捕獲岩。
捕獲岩(ゼノリス/xenolith)とは、上昇するマグマが通り道の岩体から削り取って地表まで運び上げた、由来の異なる岩石の破片。
語源はギリシャ語で「よそ者の石」を意味します。マグマが固まってできた岩石の中に、明らかに成り立ちの違う塊が閉じ込められている状態を指し、地殻から取り込まれたものを地殻捕獲岩、より深いマントルから運ばれたものをマントル捕獲岩と呼び分けます。
掘れない深さの試料が、手に入る
人間が掘り抜ける深さには限りがあります。捕獲岩の価値はここにあります。
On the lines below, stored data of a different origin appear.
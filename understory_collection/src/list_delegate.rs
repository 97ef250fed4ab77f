// Copyright 2025 the Understory Authors
// SPDX-License-Identifier: Apache-2.0 OR MIT

//! Keyboard delegate for flat lists (listboxes, menus, selects).

use core::fmt;
use core::hash::Hash;

use hashbrown::HashSet;

use crate::{Collection, KeyboardDelegate, Orientation, TextDirection};

/// Default number of items moved by Page Up / Page Down.
const DEFAULT_PAGE_SIZE: usize = 10;

/// Keyboard navigation over a linear [`Collection`].
///
/// - Disabled items (the item's own flag, or membership in the optional
///   disabled key set) are skipped by every query.
/// - A vertical list answers up/down; a horizontal list answers left/right,
///   mirrored for [`TextDirection::Rtl`].
/// - Paging moves [`page_size`](Self::with_page_size) enabled items, stopping
///   at the end of the list.
/// - Search is a case-insensitive prefix match against
///   [`CollectionItem::text_value`](crate::CollectionItem::text_value).
///
/// The delegate is a cheap borrowed view; build a new one whenever the
/// collection changes.
pub struct ListKeyboardDelegate<'a, K, C: ?Sized> {
    collection: &'a C,
    disabled_keys: Option<&'a HashSet<K>>,
    orientation: Orientation,
    direction: TextDirection,
    page_size: usize,
}

impl<K, C: ?Sized> fmt::Debug for ListKeyboardDelegate<'_, K, C> {
    fn fmt(&self, f: &mut fmt::Formatter<'_>) -> fmt::Result {
        f.debug_struct("ListKeyboardDelegate")
            .field("has_disabled_keys", &self.disabled_keys.is_some())
            .field("orientation", &self.orientation)
            .field("direction", &self.direction)
            .field("page_size", &self.page_size)
            .finish_non_exhaustive()
    }
}

impl<'a, K, C> ListKeyboardDelegate<'a, K, C>
where
    K: Clone + Eq + Hash,
    C: Collection<K> + ?Sized,
{
    /// Creates a vertical, left-to-right delegate over `collection`.
    pub fn new(collection: &'a C) -> Self {
        Self {
            collection,
            disabled_keys: None,
            orientation: Orientation::Vertical,
            direction: TextDirection::Ltr,
            page_size: DEFAULT_PAGE_SIZE,
        }
    }

    /// Also skips keys in `disabled_keys`.
    #[must_use]
    pub fn with_disabled_keys(mut self, disabled_keys: &'a HashSet<K>) -> Self {
        self.disabled_keys = Some(disabled_keys);
        self
    }

    /// Sets the layout axis.
    #[must_use]
    pub fn with_orientation(mut self, orientation: Orientation) -> Self {
        self.orientation = orientation;
        self
    }

    /// Sets the reading direction used for horizontal lists.
    #[must_use]
    pub fn with_direction(mut self, direction: TextDirection) -> Self {
        self.direction = direction;
        self
    }

    /// Sets how many enabled items Page Up / Page Down move. Zero is treated as one.
    #[must_use]
    pub fn with_page_size(mut self, page_size: usize) -> Self {
        self.page_size = page_size.max(1);
        self
    }

    fn is_disabled(&self, key: &K) -> bool {
        let item_disabled = self.collection.item(key).is_none_or(|item| item.disabled);
        item_disabled || self.disabled_keys.is_some_and(|keys| keys.contains(key))
    }

    fn next_enabled(&self, key: &K) -> Option<K> {
        let mut next = self.collection.key_after(key);
        while let Some(candidate) = next {
            if !self.is_disabled(candidate) {
                return Some(candidate.clone());
            }
            next = self.collection.key_after(candidate);
        }
        None
    }

    fn previous_enabled(&self, key: &K) -> Option<K> {
        let mut prev = self.collection.key_before(key);
        while let Some(candidate) = prev {
            if !self.is_disabled(candidate) {
                return Some(candidate.clone());
            }
            prev = self.collection.key_before(candidate);
        }
        None
    }

    fn first_enabled(&self) -> Option<K> {
        let first = self.collection.first_key()?;
        if self.is_disabled(first) {
            self.next_enabled(first)
        } else {
            Some(first.clone())
        }
    }

    fn last_enabled(&self) -> Option<K> {
        let last = self.collection.last_key()?;
        if self.is_disabled(last) {
            self.previous_enabled(last)
        } else {
            Some(last.clone())
        }
    }

    fn step(&self, key: &K, forward: bool) -> Option<K> {
        if forward {
            self.next_enabled(key)
        } else {
            self.previous_enabled(key)
        }
    }

    fn page(&self, key: &K, forward: bool) -> Option<K> {
        let mut current = self.step(key, forward)?;
        for _ in 1..self.page_size {
            match self.step(&current, forward) {
                Some(next) => current = next,
                None => break,
            }
        }
        Some(current)
    }
}

impl<K, C> KeyboardDelegate<K> for ListKeyboardDelegate<'_, K, C>
where
    K: Clone + Eq + Hash,
    C: Collection<K> + ?Sized,
{
    fn key_below(&self, key: &K) -> Option<K> {
        match self.orientation {
            Orientation::Vertical => self.next_enabled(key),
            Orientation::Horizontal => None,
        }
    }

    fn key_above(&self, key: &K) -> Option<K> {
        match self.orientation {
            Orientation::Vertical => self.previous_enabled(key),
            Orientation::Horizontal => None,
        }
    }

    fn key_left_of(&self, key: &K) -> Option<K> {
        match self.orientation {
            Orientation::Horizontal => self.step(key, self.direction.is_rtl()),
            Orientation::Vertical => None,
        }
    }

    fn key_right_of(&self, key: &K) -> Option<K> {
        match self.orientation {
            Orientation::Horizontal => self.step(key, !self.direction.is_rtl()),
            Orientation::Vertical => None,
        }
    }

    fn key_page_below(&self, key: &K) -> Option<K> {
        self.page(key, true)
    }

    fn key_page_above(&self, key: &K) -> Option<K> {
        self.page(key, false)
    }

    fn first_key(&self, _from: Option<&K>, _global: bool) -> Option<K> {
        self.first_enabled()
    }

    fn last_key(&self, _from: Option<&K>, _global: bool) -> Option<K> {
        self.last_enabled()
    }

    fn key_for_search(&self, search: &str, from: Option<&K>) -> Option<K> {
        let mut key = match from {
            Some(from) if self.collection.contains_key(from) => Some(from.clone()),
            _ => self.first_enabled(),
        };

        while let Some(candidate) = key {
            if let Some(item) = self.collection.item(&candidate)
                && !self.is_disabled(&candidate)
                && starts_with_ignore_case(&item.text_value, search)
            {
                return Some(candidate);
            }
            key = self.next_enabled(&candidate);
        }
        None
    }
}

/// Case-insensitive prefix test.
///
/// Compares lowercase expansions char by char, which folds ASCII and most
/// alphabetic scripts without locale tables.
pub(crate) fn starts_with_ignore_case(text: &str, prefix: &str) -> bool {
    if prefix.is_empty() {
        return false;
    }
    let mut text = text.chars().flat_map(char::to_lowercase);
    prefix
        .chars()
        .flat_map(char::to_lowercase)
        .all(|p| text.next() == Some(p))
}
噴火が地下深部の岩石を無料で地表まで運んできてくれるため、直接到達できない場所の組成・温度・圧力の記録を手に取って調べられます。マントルの性質に関する知見の多くは、この持ち上げられた破片から得られてきました。
噴火の時刻を測る道具にもなる
捕獲岩は年代測定にも使えます。ただし読み取るのは「石が生まれた時刻」ではありません。捕獲岩は上昇するマグマに包まれて加熱され、それまでに溜まっていたヘリウムなどを失います。噴火で地表へ放り出されて急冷した瞬間から、放射性崩壊で生じるヘリウムがふたたび結晶内に溜まりはじめます。この量を測る (U-Th)/He 法では、得られる年代が噴火で急冷した時刻になります。マールのように噴出物側に年代測定用の鉱物を含まない火山では、この迂回路が数少ない手段になります。
読み手の注意:捕獲岩から出た年代は、必ず「何の時刻か」を確認する。結晶の形成年代と、加熱・急冷の時刻は別のもの。